Jassiel Palenzuela: A Young Cuban Painter

Helson Hernandez

Jassiel Palenzuela

HAVANA TIMES — Jassiel Palenzuela is a Cuban contemporary visual artist. “Plurality and diverse ways of making and taking on art, that may be the posture that defines this generation,” he said during his interview with Havana Times.

HT: What art schooling did you have?

Jassiel Palenzuela: I studied at the San Alejandro National Fine Arts Academy. I graduated as a painter in 2008.

HT: Is your generation defined by any specific tendencies?

JP: It’s hard to speak of any specific tendencies among contemporary artists. Plurality and diverse ways of making and taking on art, which may be the posture that defines this generation.

For some years now, my field, painting, has been gaining more and more strength. A group of artists revisited the discipline and have had an impact on me and the generations that came after them with a fresh and un-engaged form of painting. I have always defended painting. As a medium, it has fascinated me because it is a true challenge to devote oneself to it these days, in terms of the tradition and the many influences out there, I mean.

Candy Island by Jassiel Palenzuela

HT: Have you explored photography as part of your work?

JP: I’ve done photography, but painting has always been central and I’ve developed it more vigorously. Photography bears no relation to my current work. I think, rather, that it nourishes my interest in inventing a world for myself. In my photographs, this was achieved through settings. In painting, through the appropriation of elements from educational videogames, as a means to telling different stories.

HT: Tell us about the naivety of videogames, as it is used in your most recent work.

JP: It is one of the visual resources I use. I begin by appropriating elements of didactic or children’s videogames in order to tell stories or express concerns of an existential or social nature. The contrast generated by the childish aesthetic evokes the cynical or ironic tone with which I address these issues. The sweeter and cheesier the image, the cruder and more cynical the work, making us vomit rainbows, cry out stars and ooze out glitter.
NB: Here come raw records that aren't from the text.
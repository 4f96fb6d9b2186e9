//! Background WebSocket connection loop with auto-reconnect.

use std::collections::HashSet;
use std::sync::atomic::{AtomicU64, Ordering};
use std::sync::Arc;
use std::time::Duration;

use futures_util::{SinkExt, StreamExt};
use tokio::sync::{mpsc, Mutex, RwLock};
use tokio_tungstenite::tungstenite::Message as WsMessage;
use tracing::{debug, error, info, warn};

use super::handler::{fail_pending, handle_phoenix_message, insert_pending, PendingWrites};
use super::types::{events, PhoenixMessage, RealtimeCommand, RealtimeConfig, RealtimeEvent};

// ---------------------------------------------------------------------------
// Ref Counter
// ---------------------------------------------------------------------------

/// Monotonically increasing ref counter for Phoenix messages.
static REF_COUNTER: AtomicU64 = AtomicU64::new(1);

pub(crate) fn next_ref() -> String {
    REF_COUNTER.fetch_add(1, Ordering::Relaxed).to_string()
}

/// Topics to rejoin after a reconnect.
type JoinedTopics = Arc<RwLock<HashSet<String>>>;

async fn send_message<S>(ws_write: &Mutex<S>, msg: &PhoenixMessage) -> bool
where
    S: futures_util::Sink<WsMessage> + Unpin,
{
    match serde_json::to_string(msg) {
        Ok(json) => {
            let mut writer = ws_write.lock().await;
            writer.send(WsMessage::Text(json.into())).await.is_ok()
        }
        Err(e) => {
            warn!(error = %e, "failed to encode Phoenix message");
            false
        }
    }
}

// ---------------------------------------------------------------------------
// Connection Loop
// ---------------------------------------------------------------------------

/// Background task managing the WebSocket connection with auto-reconnect.
///
/// Exits after a `Disconnect` command or once every client handle is dropped.
pub(crate) async fn connection_loop(
    config: RealtimeConfig,
    connected: Arc<RwLock<bool>>,
    event_tx: mpsc::Sender<RealtimeEvent>,
    command_rx: mpsc::Receiver<RealtimeCommand>,
) {
    let command_rx = Arc::new(Mutex::new(command_rx));
    let joined_topics: JoinedTopics = Arc::new(RwLock::new(HashSet::new()));
    let pending: PendingWrites = Arc::default();
    let mut reconnect_delay = config.reconnect_delay_secs.max(1);

    loop {
        info!(url = %config.redacted_url(), "connecting to presence backend");

        match tokio::time::timeout(
            Duration::from_secs(config.connect_timeout_secs),
            tokio_tungstenite::connect_async(config.url.as_str()),
        )
        .await
        {
            Ok(Ok((ws_stream, _))) => {
                reconnect_delay = config.reconnect_delay_secs.max(1);
                *connected.write().await = true;
                let _ = event_tx.send(RealtimeEvent::Connected).await;

                let (ws_write, ws_read) = ws_stream.split();
                let ws_write = Arc::new(Mutex::new(ws_write));

                // Rejoin previously-joined topics.
                {
                    let topics = joined_topics.read().await;
                    for topic in topics.iter() {
                        let msg = PhoenixMessage::new(
                            topic,
                            events::JOIN,
                            serde_json::json!({}),
                            next_ref(),
                        );
                        send_message(&ws_write, &msg).await;
                    }
                }

                let heartbeat_handle = tokio::spawn(heartbeat_task(
                    Arc::clone(&ws_write),
                    config.heartbeat_interval_secs,
                ));

                let mut cmd_handle = tokio::spawn(command_forwarder(
                    Arc::clone(&command_rx),
                    Arc::clone(&ws_write),
                    Arc::clone(&joined_topics),
                    Arc::clone(&pending),
                ));

                let mut read_stream = ws_read;
                let stop = loop {
                    tokio::select! {
                        msg_result = read_stream.next() => match msg_result {
                            Some(Ok(WsMessage::Text(text))) => {
                                match serde_json::from_str::<PhoenixMessage>(&text) {
                                    Ok(phoenix_msg) => {
                                        handle_phoenix_message(&phoenix_msg, &pending, &event_tx)
                                            .await;
                                    }
                                    Err(_) => debug!(text = %text.as_str(), "unrecognized message"),
                                }
                            }
                            Some(Ok(WsMessage::Close(_))) | None => {
                                info!("presence backend closed connection");
                                break false;
                            }
                            Some(Err(e)) => {
                                warn!(error = %e, "WebSocket error");
                                break false;
                            }
                            Some(Ok(_)) => {}
                        },
                        // The forwarder only returns on Disconnect or when
                        // every client handle is gone.
                        _ = &mut cmd_handle => break true,
                    }
                };

                heartbeat_handle.abort();
                cmd_handle.abort();
                fail_pending(&pending, "connection lost");
                *connected.write().await = false;
                let _ = event_tx.send(RealtimeEvent::Disconnected).await;

                if stop {
                    info!("presence connection shut down");
                    return;
                }
            }
            Ok(Err(e)) => {
                error!(error = %e, "failed to connect to presence backend");
                let _ = event_tx
                    .send(RealtimeEvent::Error(format!("connection failed: {e}")))
                    .await;
            }
            Err(_elapsed) => {
                error!(
                    timeout = config.connect_timeout_secs,
                    "presence connection timed out"
                );
                let _ = event_tx
                    .send(RealtimeEvent::Error(format!(
                        "connection timed out after {}s",
                        config.connect_timeout_secs
                    )))
                    .await;
            }
        }

        if event_tx.is_closed() {
            debug!("no event receiver left; stopping reconnect loop");
            return;
        }

        info!(delay = reconnect_delay, "reconnecting in {} seconds", reconnect_delay);
        tokio::time::sleep(Duration::from_secs(reconnect_delay)).await;
        reconnect_delay = config.next_backoff(reconnect_delay);
    }
}

// ---------------------------------------------------------------------------
// Heartbeat
// ---------------------------------------------------------------------------

async fn heartbeat_task<S>(ws_write: Arc<Mutex<S>>, interval_secs: u64)
where
    S: futures_util::Sink<WsMessage> + Unpin,
{
    let mut interval = tokio::time::interval(Duration::from_secs(interval_secs.max(1)));
    loop {
        interval.tick().await;
        let msg = PhoenixMessage {
            topic: "phoenix".to_string(),
            event: events::HEARTBEAT.to_string(),
            payload: serde_json::json!({}),
            msg_ref: Some(next_ref()),
        };
        if !send_message(&ws_write, &msg).await {
            break;
        }
    }
}

// ---------------------------------------------------------------------------
// Command Forwarder
// ---------------------------------------------------------------------------

async fn command_forwarder<S>(
    cmd_rx: Arc<Mutex<mpsc::Receiver<RealtimeCommand>>>,
    cmd_write: Arc<Mutex<S>>,
    topics: JoinedTopics,
    pending: PendingWrites,
) where
    S: futures_util::Sink<WsMessage> + Unpin,
{
    let mut rx = cmd_rx.lock().await;
    while let Some(cmd) = rx.recv().await {
        match cmd {
            RealtimeCommand::Join { topic } => {
                let msg = PhoenixMessage::new(&topic, events::JOIN, serde_json::json!({}), next_ref());
                send_message(&cmd_write, &msg).await;
                topics.write().await.insert(topic);
            }
            RealtimeCommand::Leave { topic } => {
                let msg =
                    PhoenixMessage::new(&topic, events::LEAVE, serde_json::json!({}), next_ref());
                send_message(&cmd_write, &msg).await;
                topics.write().await.remove(&topic);
            }
            RealtimeCommand::Set {
                topic,
                value,
                reply,
            } => {
                // The caller already gave up (timeout); do not resurrect the write.
                if reply.is_closed() {
                    debug!(topic = %topic, "dropping abandoned write");
                    continue;
                }
                let msg_ref = next_ref();
                let msg = PhoenixMessage::new(
                    &topic,
                    events::SET,
                    serde_json::json!({ "value": value }),
                    msg_ref.clone(),
                );
                insert_pending(&pending, msg_ref.clone(), reply);
                if !send_message(&cmd_write, &msg).await {
                    let reply = pending
                        .lock()
                        .unwrap_or_else(|p| p.into_inner())
                        .remove(&msg_ref);
                    if let Some(reply) = reply {
                        let _ = reply.send(Err(ridelink_common::PresenceError::WriteFailed(
                            "send failed".into(),
                        )));
                    }
                }
            }
            RealtimeCommand::Disconnect => {
                let joined: Vec<String> = topics.read().await.iter().cloned().collect();
                for topic in joined {
                    let msg = PhoenixMessage::new(
                        &topic,
                        events::LEAVE,
                        serde_json::json!({}),
                        next_ref(),
                    );
                    send_message(&cmd_write, &msg).await;
                }
                let mut writer = cmd_write.lock().await;
                let _ = writer.send(WsMessage::Close(None)).await;
                return;
            }
        }
    }
}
HT: What led you to adopt this style?

JP: Motives are never too clear. The work stems rather from concerns or preoccupations. As you work, you find the way to be true to the idea and how to best convey it. I am very satisfied with the kinds of paintings I’m making right now, as I have very positive memories of my childhood, which was a truly happy time for me. This does not, however, mean there is any kind of nostalgic longing in my work.

HT: Tell us about Cuba’s current social context and the creative development of a Cuban painter today.

Waiting for war. Jassiel Palenzuela

JP: I believe Cuban institutions provide strong support for culture but that it isn’t enough. Materials one needs are often scarce. There are arts events that promote the work of young artists on the island, such as the Havana Biennale and gallery showings and competitions. These are an excellent opportunity for young artists.

HT: What are you involved in right now, creatively?

JP: I am currently preparing a solo exhibition. I have been working in it since the beginning of the year. It is tiled Desniveles (“Unevenness”). Some of the images you see here are part of that series.

HT: Do you sell your work?

JP: Not in any regular or stable fashion, but occasionally. If someone is interested in my artworks, they can contact me at: [email protected]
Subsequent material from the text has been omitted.